____ Information given

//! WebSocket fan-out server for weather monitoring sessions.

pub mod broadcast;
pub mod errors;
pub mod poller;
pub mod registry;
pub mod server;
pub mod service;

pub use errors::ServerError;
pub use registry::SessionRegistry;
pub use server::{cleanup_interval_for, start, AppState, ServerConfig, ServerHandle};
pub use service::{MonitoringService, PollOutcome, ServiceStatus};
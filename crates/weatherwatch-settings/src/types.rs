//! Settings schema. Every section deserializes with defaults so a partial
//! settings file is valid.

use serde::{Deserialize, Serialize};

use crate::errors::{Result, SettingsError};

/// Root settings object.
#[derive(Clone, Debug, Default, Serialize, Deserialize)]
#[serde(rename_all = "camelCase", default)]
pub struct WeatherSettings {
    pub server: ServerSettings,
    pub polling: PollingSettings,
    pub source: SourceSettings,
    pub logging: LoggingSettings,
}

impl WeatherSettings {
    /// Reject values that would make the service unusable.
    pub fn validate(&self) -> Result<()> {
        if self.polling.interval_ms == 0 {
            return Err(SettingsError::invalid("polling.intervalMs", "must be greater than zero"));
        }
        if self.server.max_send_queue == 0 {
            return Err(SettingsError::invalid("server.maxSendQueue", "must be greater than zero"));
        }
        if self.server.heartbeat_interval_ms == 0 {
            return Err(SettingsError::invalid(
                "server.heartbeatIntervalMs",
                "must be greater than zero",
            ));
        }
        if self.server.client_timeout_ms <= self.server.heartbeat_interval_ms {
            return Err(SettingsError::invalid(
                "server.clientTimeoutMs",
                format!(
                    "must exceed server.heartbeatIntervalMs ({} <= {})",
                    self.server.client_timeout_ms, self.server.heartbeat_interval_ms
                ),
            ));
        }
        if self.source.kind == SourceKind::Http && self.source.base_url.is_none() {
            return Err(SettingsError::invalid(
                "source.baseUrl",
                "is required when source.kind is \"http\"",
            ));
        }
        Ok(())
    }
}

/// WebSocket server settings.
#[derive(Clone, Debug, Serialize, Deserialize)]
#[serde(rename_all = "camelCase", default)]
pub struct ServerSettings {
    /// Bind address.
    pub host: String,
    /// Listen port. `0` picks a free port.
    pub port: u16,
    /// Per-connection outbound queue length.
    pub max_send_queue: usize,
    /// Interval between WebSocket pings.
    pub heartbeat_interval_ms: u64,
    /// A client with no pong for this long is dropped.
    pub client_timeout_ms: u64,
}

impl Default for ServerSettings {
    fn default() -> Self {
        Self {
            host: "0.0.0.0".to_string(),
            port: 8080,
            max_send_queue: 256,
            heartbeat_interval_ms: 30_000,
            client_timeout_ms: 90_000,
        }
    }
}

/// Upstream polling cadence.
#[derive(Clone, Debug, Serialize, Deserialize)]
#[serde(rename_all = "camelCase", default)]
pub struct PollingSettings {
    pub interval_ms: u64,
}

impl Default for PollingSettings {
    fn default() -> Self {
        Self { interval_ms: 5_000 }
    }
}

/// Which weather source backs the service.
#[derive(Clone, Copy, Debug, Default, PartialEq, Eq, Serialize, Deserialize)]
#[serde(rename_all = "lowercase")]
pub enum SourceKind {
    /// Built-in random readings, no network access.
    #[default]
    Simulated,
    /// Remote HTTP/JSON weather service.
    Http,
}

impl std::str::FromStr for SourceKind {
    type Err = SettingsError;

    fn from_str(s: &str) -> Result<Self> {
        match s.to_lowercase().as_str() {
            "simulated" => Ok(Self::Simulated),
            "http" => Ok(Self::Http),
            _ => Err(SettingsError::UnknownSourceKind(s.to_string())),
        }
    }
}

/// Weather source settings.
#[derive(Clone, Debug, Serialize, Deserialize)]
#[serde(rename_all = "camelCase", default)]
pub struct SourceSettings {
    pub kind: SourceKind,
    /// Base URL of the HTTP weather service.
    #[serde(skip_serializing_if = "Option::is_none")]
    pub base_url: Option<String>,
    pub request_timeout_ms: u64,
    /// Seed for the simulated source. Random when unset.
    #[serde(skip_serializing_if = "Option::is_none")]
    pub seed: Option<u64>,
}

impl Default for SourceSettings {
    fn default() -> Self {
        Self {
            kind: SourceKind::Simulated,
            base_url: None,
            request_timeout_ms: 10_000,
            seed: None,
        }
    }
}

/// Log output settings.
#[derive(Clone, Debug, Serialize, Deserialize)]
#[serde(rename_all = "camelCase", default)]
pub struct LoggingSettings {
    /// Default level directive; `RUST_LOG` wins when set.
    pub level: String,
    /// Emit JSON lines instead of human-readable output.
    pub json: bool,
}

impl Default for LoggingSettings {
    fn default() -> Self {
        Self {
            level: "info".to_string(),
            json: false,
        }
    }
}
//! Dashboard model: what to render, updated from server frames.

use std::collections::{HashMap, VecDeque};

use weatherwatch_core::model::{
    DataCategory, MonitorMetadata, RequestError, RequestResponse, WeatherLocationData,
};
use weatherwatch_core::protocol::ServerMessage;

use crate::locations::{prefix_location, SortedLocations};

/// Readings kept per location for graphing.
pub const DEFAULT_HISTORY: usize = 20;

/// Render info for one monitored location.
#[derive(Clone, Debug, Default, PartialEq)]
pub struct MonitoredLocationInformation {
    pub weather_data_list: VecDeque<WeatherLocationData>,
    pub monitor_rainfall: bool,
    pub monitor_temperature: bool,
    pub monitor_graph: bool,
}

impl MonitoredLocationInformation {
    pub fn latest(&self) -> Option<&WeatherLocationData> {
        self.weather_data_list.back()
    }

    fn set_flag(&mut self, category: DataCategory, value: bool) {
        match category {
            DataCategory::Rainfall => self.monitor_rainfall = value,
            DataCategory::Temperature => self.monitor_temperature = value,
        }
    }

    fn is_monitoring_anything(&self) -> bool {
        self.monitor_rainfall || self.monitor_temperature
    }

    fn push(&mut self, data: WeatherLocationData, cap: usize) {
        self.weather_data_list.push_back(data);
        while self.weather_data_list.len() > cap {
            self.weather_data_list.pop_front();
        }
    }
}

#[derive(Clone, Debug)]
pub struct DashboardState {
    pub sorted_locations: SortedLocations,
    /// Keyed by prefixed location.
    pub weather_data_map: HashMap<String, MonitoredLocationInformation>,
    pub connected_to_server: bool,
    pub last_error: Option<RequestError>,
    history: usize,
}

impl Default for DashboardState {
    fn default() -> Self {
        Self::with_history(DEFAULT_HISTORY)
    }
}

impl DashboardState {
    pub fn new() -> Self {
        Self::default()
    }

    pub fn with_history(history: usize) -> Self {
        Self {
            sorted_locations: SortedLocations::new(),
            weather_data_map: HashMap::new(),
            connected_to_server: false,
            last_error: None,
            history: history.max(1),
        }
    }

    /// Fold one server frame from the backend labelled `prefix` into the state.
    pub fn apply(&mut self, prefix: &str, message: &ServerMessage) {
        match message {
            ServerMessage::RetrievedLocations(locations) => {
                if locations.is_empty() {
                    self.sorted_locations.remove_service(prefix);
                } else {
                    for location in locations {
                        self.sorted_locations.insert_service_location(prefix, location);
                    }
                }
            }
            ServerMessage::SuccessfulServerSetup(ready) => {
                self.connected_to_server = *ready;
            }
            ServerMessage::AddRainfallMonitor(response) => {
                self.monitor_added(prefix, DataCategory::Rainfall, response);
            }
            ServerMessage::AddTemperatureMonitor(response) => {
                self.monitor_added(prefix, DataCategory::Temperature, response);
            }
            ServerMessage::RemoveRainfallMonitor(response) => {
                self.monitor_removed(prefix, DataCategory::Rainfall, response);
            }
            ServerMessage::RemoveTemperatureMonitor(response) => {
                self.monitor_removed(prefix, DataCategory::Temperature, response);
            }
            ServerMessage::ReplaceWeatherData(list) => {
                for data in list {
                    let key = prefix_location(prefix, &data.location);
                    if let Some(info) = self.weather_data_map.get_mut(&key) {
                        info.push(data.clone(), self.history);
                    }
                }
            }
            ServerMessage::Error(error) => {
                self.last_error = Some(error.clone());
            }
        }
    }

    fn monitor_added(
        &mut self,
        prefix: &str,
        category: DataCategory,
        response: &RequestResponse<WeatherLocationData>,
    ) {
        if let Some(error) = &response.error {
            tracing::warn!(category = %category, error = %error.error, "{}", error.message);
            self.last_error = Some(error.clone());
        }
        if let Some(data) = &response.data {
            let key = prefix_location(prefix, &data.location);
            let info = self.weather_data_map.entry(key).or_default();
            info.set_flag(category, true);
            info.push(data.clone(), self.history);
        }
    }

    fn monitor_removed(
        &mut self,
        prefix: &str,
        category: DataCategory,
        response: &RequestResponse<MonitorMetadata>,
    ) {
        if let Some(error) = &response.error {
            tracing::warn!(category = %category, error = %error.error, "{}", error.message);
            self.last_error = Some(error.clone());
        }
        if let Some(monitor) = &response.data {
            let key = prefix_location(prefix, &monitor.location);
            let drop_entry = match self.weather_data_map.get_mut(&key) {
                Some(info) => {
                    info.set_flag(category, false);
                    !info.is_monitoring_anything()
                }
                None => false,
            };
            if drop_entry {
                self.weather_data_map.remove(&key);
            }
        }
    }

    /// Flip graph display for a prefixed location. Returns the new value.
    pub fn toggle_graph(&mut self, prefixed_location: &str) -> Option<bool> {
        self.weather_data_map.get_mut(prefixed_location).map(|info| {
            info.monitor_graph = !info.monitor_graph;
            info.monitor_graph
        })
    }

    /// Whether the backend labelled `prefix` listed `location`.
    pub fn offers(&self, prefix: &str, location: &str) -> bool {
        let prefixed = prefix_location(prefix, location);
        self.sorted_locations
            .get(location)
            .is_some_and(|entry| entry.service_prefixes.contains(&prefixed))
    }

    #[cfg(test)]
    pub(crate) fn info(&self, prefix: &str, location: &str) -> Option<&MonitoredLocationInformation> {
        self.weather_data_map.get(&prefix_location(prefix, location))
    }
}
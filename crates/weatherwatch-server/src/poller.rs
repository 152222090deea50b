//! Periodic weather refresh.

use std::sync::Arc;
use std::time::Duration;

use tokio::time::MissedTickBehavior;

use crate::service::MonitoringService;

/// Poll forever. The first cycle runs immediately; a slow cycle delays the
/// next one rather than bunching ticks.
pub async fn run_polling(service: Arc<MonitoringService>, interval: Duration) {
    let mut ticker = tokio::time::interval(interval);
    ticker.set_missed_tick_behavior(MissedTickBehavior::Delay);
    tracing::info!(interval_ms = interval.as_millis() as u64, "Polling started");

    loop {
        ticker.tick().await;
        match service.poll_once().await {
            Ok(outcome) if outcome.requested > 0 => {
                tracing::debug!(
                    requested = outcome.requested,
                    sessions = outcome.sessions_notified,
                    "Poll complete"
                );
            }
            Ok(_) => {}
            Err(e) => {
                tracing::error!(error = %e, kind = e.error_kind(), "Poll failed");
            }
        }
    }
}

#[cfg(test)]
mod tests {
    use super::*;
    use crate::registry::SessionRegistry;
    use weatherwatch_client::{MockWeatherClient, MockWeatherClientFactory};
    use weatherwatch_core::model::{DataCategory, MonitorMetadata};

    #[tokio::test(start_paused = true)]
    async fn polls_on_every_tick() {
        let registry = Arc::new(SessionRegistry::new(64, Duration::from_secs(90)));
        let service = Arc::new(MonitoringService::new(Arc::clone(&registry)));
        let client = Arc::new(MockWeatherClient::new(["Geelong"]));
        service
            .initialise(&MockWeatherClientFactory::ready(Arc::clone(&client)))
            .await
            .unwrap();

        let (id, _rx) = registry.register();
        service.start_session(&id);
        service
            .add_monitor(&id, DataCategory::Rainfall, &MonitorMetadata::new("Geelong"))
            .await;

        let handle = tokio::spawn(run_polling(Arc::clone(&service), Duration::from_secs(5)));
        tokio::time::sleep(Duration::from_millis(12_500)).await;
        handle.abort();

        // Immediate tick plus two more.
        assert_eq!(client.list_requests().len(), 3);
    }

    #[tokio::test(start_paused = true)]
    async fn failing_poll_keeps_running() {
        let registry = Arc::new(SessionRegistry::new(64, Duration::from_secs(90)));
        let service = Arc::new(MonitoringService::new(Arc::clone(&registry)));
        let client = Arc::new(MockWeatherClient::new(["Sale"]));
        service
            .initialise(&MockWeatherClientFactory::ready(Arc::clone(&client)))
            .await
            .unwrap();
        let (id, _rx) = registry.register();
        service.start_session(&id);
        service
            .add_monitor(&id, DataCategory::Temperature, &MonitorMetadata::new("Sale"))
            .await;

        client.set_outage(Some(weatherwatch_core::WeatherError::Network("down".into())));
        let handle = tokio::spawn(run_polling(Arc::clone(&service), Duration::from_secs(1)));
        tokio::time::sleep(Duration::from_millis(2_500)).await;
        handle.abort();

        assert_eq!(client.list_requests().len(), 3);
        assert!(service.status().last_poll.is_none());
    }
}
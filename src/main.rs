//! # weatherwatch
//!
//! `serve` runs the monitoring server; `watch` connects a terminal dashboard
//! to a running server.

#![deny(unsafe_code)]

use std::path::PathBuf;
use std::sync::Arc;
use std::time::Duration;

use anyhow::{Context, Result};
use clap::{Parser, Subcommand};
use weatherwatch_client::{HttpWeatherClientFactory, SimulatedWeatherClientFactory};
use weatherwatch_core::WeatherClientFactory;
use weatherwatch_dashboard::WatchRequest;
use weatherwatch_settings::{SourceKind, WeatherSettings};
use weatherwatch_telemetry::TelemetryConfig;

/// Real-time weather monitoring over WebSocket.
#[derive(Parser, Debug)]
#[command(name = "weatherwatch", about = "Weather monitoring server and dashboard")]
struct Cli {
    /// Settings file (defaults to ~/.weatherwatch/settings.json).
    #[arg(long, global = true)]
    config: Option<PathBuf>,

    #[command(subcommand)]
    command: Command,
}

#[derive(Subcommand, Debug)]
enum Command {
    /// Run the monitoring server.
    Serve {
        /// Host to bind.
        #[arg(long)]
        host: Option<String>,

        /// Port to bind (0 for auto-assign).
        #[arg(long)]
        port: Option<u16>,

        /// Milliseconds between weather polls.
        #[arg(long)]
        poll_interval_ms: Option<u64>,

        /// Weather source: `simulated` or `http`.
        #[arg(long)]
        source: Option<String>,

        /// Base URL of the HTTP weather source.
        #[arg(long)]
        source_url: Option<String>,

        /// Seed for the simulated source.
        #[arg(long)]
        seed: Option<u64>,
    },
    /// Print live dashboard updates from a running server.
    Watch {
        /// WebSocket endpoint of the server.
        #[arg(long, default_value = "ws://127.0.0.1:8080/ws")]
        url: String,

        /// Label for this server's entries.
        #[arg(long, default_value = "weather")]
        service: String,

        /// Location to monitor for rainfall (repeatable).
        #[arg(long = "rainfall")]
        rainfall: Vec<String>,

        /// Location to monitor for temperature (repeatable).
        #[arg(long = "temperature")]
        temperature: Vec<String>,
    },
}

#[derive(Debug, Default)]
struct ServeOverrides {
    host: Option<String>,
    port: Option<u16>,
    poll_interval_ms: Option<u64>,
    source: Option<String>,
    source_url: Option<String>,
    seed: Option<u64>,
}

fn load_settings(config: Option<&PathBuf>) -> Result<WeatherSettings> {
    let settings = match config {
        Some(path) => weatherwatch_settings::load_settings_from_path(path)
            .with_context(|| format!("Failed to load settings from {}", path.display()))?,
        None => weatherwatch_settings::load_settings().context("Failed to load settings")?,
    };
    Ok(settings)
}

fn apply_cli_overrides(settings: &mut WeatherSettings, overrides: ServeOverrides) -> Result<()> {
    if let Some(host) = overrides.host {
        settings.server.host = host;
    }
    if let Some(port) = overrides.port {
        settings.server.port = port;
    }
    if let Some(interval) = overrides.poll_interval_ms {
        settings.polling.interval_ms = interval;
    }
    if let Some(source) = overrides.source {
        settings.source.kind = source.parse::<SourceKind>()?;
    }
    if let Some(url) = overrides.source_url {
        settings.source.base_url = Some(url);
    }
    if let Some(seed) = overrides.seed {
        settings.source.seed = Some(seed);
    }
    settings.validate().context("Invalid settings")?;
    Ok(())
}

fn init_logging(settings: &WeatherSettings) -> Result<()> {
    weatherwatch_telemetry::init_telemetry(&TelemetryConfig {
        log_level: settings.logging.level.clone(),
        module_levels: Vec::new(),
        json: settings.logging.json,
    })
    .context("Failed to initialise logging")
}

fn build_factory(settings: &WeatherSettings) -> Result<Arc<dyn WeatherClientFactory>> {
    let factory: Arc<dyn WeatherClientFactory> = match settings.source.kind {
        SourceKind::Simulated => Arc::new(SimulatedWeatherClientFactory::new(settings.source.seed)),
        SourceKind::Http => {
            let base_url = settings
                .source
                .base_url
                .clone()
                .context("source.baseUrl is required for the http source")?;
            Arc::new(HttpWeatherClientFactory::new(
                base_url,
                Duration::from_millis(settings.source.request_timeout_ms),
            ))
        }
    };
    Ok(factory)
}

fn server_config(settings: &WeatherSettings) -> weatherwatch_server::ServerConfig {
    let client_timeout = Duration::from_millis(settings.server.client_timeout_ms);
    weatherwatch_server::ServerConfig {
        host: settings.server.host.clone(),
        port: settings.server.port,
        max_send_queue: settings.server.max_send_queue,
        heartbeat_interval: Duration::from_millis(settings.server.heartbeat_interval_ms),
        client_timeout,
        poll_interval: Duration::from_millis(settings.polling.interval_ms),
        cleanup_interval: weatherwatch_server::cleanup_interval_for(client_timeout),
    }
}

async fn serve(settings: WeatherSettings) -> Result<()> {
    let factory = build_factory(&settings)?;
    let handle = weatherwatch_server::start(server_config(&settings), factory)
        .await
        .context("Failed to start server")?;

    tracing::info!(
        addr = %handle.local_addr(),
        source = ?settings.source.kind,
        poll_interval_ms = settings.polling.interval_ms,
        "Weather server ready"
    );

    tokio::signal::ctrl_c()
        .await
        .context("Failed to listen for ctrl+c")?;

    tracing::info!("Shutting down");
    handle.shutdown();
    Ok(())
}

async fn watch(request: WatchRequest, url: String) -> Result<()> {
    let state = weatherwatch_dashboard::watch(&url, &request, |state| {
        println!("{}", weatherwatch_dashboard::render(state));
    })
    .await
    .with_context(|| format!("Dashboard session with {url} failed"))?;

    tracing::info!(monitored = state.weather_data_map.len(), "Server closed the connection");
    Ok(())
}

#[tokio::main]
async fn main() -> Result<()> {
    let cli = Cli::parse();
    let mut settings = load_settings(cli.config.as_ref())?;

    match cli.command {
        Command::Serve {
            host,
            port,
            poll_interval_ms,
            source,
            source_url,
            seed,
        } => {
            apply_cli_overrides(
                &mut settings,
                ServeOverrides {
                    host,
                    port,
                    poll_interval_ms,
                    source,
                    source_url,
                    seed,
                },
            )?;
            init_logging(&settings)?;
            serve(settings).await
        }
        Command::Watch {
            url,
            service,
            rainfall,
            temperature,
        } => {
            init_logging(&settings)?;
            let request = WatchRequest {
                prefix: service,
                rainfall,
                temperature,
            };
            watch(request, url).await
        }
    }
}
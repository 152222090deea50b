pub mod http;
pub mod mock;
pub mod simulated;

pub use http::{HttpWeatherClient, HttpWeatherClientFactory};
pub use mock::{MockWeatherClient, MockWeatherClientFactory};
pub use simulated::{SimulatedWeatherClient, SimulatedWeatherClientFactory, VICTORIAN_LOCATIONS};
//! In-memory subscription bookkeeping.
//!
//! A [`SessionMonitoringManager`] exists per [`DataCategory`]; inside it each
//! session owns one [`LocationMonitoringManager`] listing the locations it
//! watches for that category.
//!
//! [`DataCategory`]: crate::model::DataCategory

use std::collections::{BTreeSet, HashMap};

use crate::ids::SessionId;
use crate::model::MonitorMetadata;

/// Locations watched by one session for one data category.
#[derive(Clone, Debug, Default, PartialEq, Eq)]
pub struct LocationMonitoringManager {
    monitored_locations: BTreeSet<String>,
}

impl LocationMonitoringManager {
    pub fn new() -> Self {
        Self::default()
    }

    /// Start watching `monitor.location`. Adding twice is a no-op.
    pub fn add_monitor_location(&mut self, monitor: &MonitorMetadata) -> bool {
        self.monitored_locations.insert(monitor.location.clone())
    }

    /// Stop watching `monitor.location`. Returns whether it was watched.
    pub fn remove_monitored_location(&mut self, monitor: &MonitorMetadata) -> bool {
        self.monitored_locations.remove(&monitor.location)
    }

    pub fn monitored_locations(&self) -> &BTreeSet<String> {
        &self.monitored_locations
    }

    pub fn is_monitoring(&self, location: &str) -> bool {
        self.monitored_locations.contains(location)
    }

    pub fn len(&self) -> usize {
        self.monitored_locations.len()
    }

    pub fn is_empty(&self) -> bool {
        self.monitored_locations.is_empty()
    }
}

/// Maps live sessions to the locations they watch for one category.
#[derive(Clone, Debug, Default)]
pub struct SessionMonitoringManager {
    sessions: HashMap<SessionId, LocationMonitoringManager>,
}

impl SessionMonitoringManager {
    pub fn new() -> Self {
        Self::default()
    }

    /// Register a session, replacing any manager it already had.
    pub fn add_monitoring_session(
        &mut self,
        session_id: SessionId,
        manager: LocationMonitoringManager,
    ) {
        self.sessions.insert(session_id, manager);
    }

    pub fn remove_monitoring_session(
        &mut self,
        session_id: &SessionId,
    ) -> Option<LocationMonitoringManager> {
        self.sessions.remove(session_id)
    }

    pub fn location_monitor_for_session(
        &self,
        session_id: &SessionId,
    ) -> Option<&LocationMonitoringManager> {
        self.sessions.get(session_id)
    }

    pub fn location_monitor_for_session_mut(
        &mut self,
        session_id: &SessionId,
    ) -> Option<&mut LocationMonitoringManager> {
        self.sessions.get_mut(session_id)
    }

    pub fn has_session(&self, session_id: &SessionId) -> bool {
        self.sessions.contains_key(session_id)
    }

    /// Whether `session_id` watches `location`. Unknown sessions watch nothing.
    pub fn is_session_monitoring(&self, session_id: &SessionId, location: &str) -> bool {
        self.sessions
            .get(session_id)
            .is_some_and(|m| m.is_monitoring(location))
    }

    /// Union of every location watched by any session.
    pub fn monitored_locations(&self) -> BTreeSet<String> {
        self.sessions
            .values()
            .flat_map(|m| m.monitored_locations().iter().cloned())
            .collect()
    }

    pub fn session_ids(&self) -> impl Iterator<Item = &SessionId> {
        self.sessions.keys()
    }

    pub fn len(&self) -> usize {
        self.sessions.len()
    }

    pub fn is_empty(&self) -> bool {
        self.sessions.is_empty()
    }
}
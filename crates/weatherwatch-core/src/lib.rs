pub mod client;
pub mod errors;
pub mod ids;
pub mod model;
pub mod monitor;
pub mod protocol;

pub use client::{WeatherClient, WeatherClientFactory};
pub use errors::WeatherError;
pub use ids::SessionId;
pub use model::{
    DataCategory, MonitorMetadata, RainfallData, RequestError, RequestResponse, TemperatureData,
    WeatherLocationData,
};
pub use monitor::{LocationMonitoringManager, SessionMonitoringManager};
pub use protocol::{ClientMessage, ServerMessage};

________

:: Your objective ::
From the entries, copy every line in which the word "than" occurs.

:: Answer section ::
            return Err(SettingsError::invalid("polling.intervalMs", "must be greater than zero"));
            return Err(SettingsError::invalid("server.maxSendQueue", "must be greater than zero"));
                "must be greater than zero",
/// next one rather than bunching ticks.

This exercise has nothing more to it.